"""
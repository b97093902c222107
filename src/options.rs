// This Source Code Form is subject to the terms of the Mozilla Public
// License, v. 2.0. If a copy of the MPL was not distributed with this
// file, You can obtain one at http://mozilla.org/MPL/2.0/.

/// Processing options.
#[derive(Clone, Debug)]
pub struct Options {
    /// The fallback font family list used when a `<text>` element
    /// resolves no `font-family`.
    ///
    /// Default: `Arial, sans-serif, Verdana`.
    pub font_family: String,

    /// The font size used when a `<text>` element resolves no `font-size`.
    ///
    /// Default: 12.
    pub font_size: f64,
}

impl Default for Options {
    fn default() -> Options {
        Options {
            font_family: "Arial, sans-serif, Verdana".to_string(),
            font_size: 12.0,
        }
    }
}
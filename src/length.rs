// This Source Code Form is subject to the terms of the Mozilla Public
// License, v. 2.0. If a copy of the MPL was not distributed with this
// file, You can obtain one at http://mozilla.org/MPL/2.0/.

use crate::stream::{Stream, StreamError};

/// List of all supported length units.
#[allow(missing_docs)]
#[derive(Clone, Copy, PartialEq, Eq, Debug)]
pub enum LengthUnit {
    None,
    Px,
    In,
    Cm,
    Mm,
    Pt,
    Pc,
    Percent,
}

/// A dimensional value: a number with an optional unit suffix.
#[allow(missing_docs)]
#[derive(Clone, Copy, PartialEq, Debug)]
pub struct Length {
    pub number: f64,
    pub unit: LengthUnit,
}

impl Length {
    /// Constructs a new length.
    #[inline]
    pub fn new(number: f64, unit: LengthUnit) -> Length {
        Length { number, unit }
    }

    /// Resolves the length into pixels.
    ///
    /// Physical units are converted using the provided DPI.
    /// A percentage is normalized into the 0..=1 range.
    pub fn to_px(&self, dpi: f64) -> f64 {
        match self.unit {
            LengthUnit::None | LengthUnit::Px => self.number,
            LengthUnit::In => self.number * dpi,
            LengthUnit::Cm => self.number * dpi / 2.54,
            LengthUnit::Mm => self.number * dpi / 25.4,
            LengthUnit::Pt => self.number * dpi / 72.0,
            LengthUnit::Pc => self.number * dpi / 6.0,
            LengthUnit::Percent => self.number / 100.0,
        }
    }
}

impl std::str::FromStr for Length {
    type Err = StreamError;

    /// Parses a length from a string.
    ///
    /// The whole string must be consumed: a number followed by nothing,
    /// or by exactly one of the supported unit suffixes.
    /// Any other trailing data is an error.
    fn from_str(text: &str) -> Result<Self, StreamError> {
        let mut s = Stream::from(text);
        let number = s.parse_number()?;

        let unit = match s.slice_tail() {
            "" => LengthUnit::None,
            "px" => LengthUnit::Px,
            "in" => LengthUnit::In,
            "cm" => LengthUnit::Cm,
            "mm" => LengthUnit::Mm,
            "pt" => LengthUnit::Pt,
            "pc" => LengthUnit::Pc,
            "%" => LengthUnit::Percent,
            _ => return Err(StreamError::UnexpectedData(s.calc_char_pos())),
        };

        Ok(Length::new(number, unit))
    }
}

#[rustfmt::skip]
#[cfg(test)]
mod tests {
    use std::str::FromStr;
    use super::*;

    macro_rules! test {
        ($name:ident, $text:expr, $result:expr) => (
            #[test]
            fn $name() {
                assert_eq!(Length::from_str($text).unwrap(), $result);
            }
        )
    }

    test!(parse_1,  "1",     Length::new(1.0, LengthUnit::None));
    test!(parse_2,  "1px",   Length::new(1.0, LengthUnit::Px));
    test!(parse_3,  "1in",   Length::new(1.0, LengthUnit::In));
    test!(parse_4,  "1cm",   Length::new(1.0, LengthUnit::Cm));
    test!(parse_5,  "1mm",   Length::new(1.0, LengthUnit::Mm));
    test!(parse_6,  "1pt",   Length::new(1.0, LengthUnit::Pt));
    test!(parse_7,  "1pc",   Length::new(1.0, LengthUnit::Pc));
    test!(parse_8,  "50%",   Length::new(50.0, LengthUnit::Percent));
    test!(parse_9,  "-2.5",  Length::new(-2.5, LengthUnit::None));
    test!(parse_10, "1e1px", Length::new(10.0, LengthUnit::Px));

    macro_rules! test_err {
        ($name:ident, $text:expr) => (
            #[test]
            fn $name() {
                assert!(Length::from_str($text).is_err());
            }
        )
    }

    test_err!(err_1, "1q");
    test_err!(err_2, "1em");
    test_err!(err_3, "1 px");
    test_err!(err_4, "px");
    test_err!(err_5, "");

    #[test]
    fn to_px() {
        let dpi = 96.0;
        assert_eq!(Length::new(2.0, LengthUnit::In).to_px(dpi), 192.0);
        assert_eq!(Length::new(72.0, LengthUnit::Pt).to_px(dpi), 96.0);
        assert_eq!(Length::new(25.4, LengthUnit::Mm).to_px(dpi), 96.0);
        assert_eq!(Length::new(50.0, LengthUnit::Percent).to_px(dpi), 0.5);
        assert_eq!(Length::new(3.0, LengthUnit::None).to_px(dpi), 3.0);
    }
}
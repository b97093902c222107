// This Source Code Form is subject to the terms of the Mozilla Public
// License, v. 2.0. If a copy of the MPL was not distributed with this
// file, You can obtain one at http://mozilla.org/MPL/2.0/.

use std::collections::HashMap;

use crate::device::Device;
use crate::tree::{Element, Node};
use crate::xmlstream::{attr, Attribute};

/// Presentation attributes that participate in styling.
///
/// Each is equivalent to the CSS property of the same name, with lower
/// specificity than the `style` attribute.
const PRESENTATION_ATTRIBUTES: &[&str] = &[
    "fill",
    "fill-opacity",
    "stroke",
    "stroke-width",
    "stroke-opacity",
    "stroke-linecap",
    "stroke-linejoin",
    "stroke-miterlimit",
    "font-family",
    "font-size",
    "font-weight",
    "font-style",
];

/// Merges the `style` attribute and the presentation attributes into
/// one property map.
///
/// `style` entries win: a presentation attribute never overrides one.
pub(crate) fn collect_styles(attributes: &[Attribute], styles: &mut HashMap<String, String>) {
    if let Some(style) = attr(attributes, "style") {
        parse_style_attribute(style, styles);
    }

    for name in PRESENTATION_ATTRIBUTES {
        if let Some(value) = attr(attributes, *name) {
            if !styles.contains_key(*name) {
                styles.insert((*name).to_string(), value.to_string());
            }
        }
    }
}

/// A simple parser for inline CSS declarations.
///
/// Splits on `;`, then each declaration on the first `:`; both sides are
/// trimmed and empty properties or values are discarded.
pub(crate) fn parse_style_attribute(text: &str, styles: &mut HashMap<String, String>) {
    for declaration in text.split(';') {
        if let Some(pos) = declaration.find(':') {
            let property = declaration[..pos].trim();
            let value = declaration[pos + 1..].trim();

            if !property.is_empty() && !value.is_empty() {
                styles.insert(property.to_string(), value.to_string());
            }
        }
    }
}

/// Computes a style property for an element.
///
/// The element's own properties win; otherwise the parent stack is
/// searched from the innermost ancestor outwards.
pub(crate) fn computed_style<D: Device>(
    element: &Element<D>,
    stack: &[Node<D>],
    name: &str,
) -> Option<String> {
    if let Some(value) = element.styles.get(name) {
        return Some(value.clone());
    }

    for parent in stack.iter().rev() {
        if let Some(value) = parent.borrow().styles.get(name) {
            return Some(value.clone());
        }
    }

    None
}

/// Like [`computed_style`], with a default.
pub(crate) fn computed_style_or<D: Device>(
    element: &Element<D>,
    stack: &[Node<D>],
    name: &str,
    default: &str,
) -> String {
    computed_style(element, stack, name).unwrap_or_else(|| default.to_string())
}

/// Extracts the id out of a reference value.
///
/// Accepts `#id` and `url(#id)`, the latter with optional single or
/// double quotes around the fragment.
pub(crate) fn parse_func_iri(text: &str) -> Option<&str> {
    let mut s = text.trim_start();

    // Only the functional form is unwrapped; a bare `#id` whose text
    // happens to contain "url" must fall through untouched.
    if s.starts_with("url(") {
        let end = s.rfind(')')?;
        s = &s[4..end];

        if let Some(rest) = s.strip_prefix('\'').or_else(|| s.strip_prefix('"')) {
            s = rest;
        }
        if let Some(rest) = s.strip_suffix('\'').or_else(|| s.strip_suffix('"')) {
            s = rest;
        }
    }

    let s = s.trim().strip_prefix('#')?;
    if s.is_empty() {
        None
    } else {
        Some(s)
    }
}

#[rustfmt::skip]
#[cfg(test)]
mod tests {
    use super::*;

    #[test]
    fn style_attribute_1() {
        let mut styles = HashMap::new();
        parse_style_attribute("fill: red; stroke :blue ;;", &mut styles);
        assert_eq!(styles.get("fill").map(|s| s.as_str()), Some("red"));
        assert_eq!(styles.get("stroke").map(|s| s.as_str()), Some("blue"));
        assert_eq!(styles.len(), 2);
    }

    #[test]
    fn style_attribute_2() {
        let mut styles = HashMap::new();
        parse_style_attribute("fill:;:red;stroke", &mut styles);
        assert!(styles.is_empty());
    }

    macro_rules! test_iri {
        ($name:ident, $text:expr, $result:expr) => (
            #[test]
            fn $name() {
                assert_eq!(parse_func_iri($text), $result);
            }
        )
    }

    test_iri!(iri_1, "#gradient1",        Some("gradient1"));
    test_iri!(iri_2, "url(#gradient1)",   Some("gradient1"));
    test_iri!(iri_3, "url('#gradient1')", Some("gradient1"));
    test_iri!(iri_4, "url(\"#g\")",       Some("g"));
    test_iri!(iri_5, " url( #g ) ",       Some("g"));
    test_iri!(iri_6, "red",               None);
    test_iri!(iri_7, "url(#)",            None);
    test_iri!(iri_8, "#",                 None);
    test_iri!(iri_9, "url(gradient1)",    None);
    // Ids that merely contain "url" are still plain fragments.
    test_iri!(iri_10, "#hourly",          Some("hourly"));
    test_iri!(iri_11, "#burlap",          Some("burlap"));
    test_iri!(iri_12, "url(#curl)",       Some("curl"));
}
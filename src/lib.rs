// This Source Code Form is subject to the terms of the Mozilla Public
// License, v. 2.0. If a copy of the MPL was not distributed with this
// file, You can obtain one at http://mozilla.org/MPL/2.0/.

/*!
`svgscene` is a static SVG renderer over an abstract graphics device.

The crate parses an SVG document into a scene tree, resolves styling and
cross-references, binds backend resources and draws the scene through the
[`Device`] capability, which mirrors a Direct2D-like device context
without depending on it.

The pipeline runs in distinct phases:

1. the XML tokenizer produces an element-level event stream;
2. the builder turns events into a tree of [`Element`] nodes and collects
   the id indexes;
3. the reference resolver clones `<use>` targets in place and folds
   gradient template chains;
4. the asset binder materializes brushes, stroke styles and text layouts
   from the computed styles;
5. [`render`] walks the tree depth-first, composing transforms onto the
   device.

Parsing and rendering are separate: an [`Image`] may be rendered any
number of times against the device it was parsed with.

## Limitations

- Static SVG subset only: no scripting, animation, CSS selectors,
  filters, masks, clip paths or patterns.
- Text is laid out on a single line; `tspan` is not supported.
*/

#![forbid(unsafe_code)]
#![warn(missing_docs)]
#![allow(clippy::collapsible_else_if)]
#![allow(clippy::manual_range_contains)]
#![allow(clippy::question_mark)]

mod builder;
mod color;
mod device;
mod error;
mod geom;
mod length;
mod options;
mod paint;
mod pathdata;
mod render;
mod resolve;
mod stream;
mod style;
mod transform;
mod tree;
mod xmlstream;

pub use crate::color::Color;
pub use crate::device::{
    ArcSegment, Device, FigureEnd, FontStyle, FontWeight, GeometrySink, GradientStop, LineCap,
    LineJoin, StrokeProperties, TextMetrics,
};
pub use crate::error::Error;
pub use crate::geom::{FuzzyEq, FuzzyZero, Point, Rect, Size};
pub use crate::length::{Length, LengthUnit};
pub use crate::options::Options;
pub use crate::pathdata::{PathParser, PathSegment};
pub use crate::render::render;
pub use crate::stream::{Stream, StreamError};
pub use crate::transform::Transform;
pub use crate::tree::{
    Element, GradientUnits, Image, Kind, LinearGradient, Node, RadialGradient,
};
pub use crate::xmlstream::{Attribute, Event, EventStream};

use std::path::Path;

impl<D: Device> Image<D> {
    /// Parses an SVG file into an image bound to `device`.
    ///
    /// Only fatal defects fail the parse: an unreadable file, broken XML
    /// or a structurally malformed document. Everything else is recovered
    /// by skipping the offending element.
    pub fn from_file<P: AsRef<Path>>(
        path: P,
        device: &mut D,
        opt: &Options,
    ) -> Result<Self, Error> {
        let raw = std::fs::read(path)?;
        let text = std::str::from_utf8(&raw).map_err(|_| Error::NotAnUtf8Str)?;
        Self::from_str(text, device, opt)
    }

    /// Parses an SVG string into an image bound to `device`.
    pub fn from_str(text: &str, device: &mut D, opt: &Options) -> Result<Self, Error> {
        let image = builder::parse_document(text, device)?;
        resolve::resolve_references(&image);
        paint::bind_assets(&image, device, opt);
        Ok(image)
    }
}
"""
*Task requirements*
How many lines of the material hold the string "supported"? Answer with the number only.

*Finished task*
3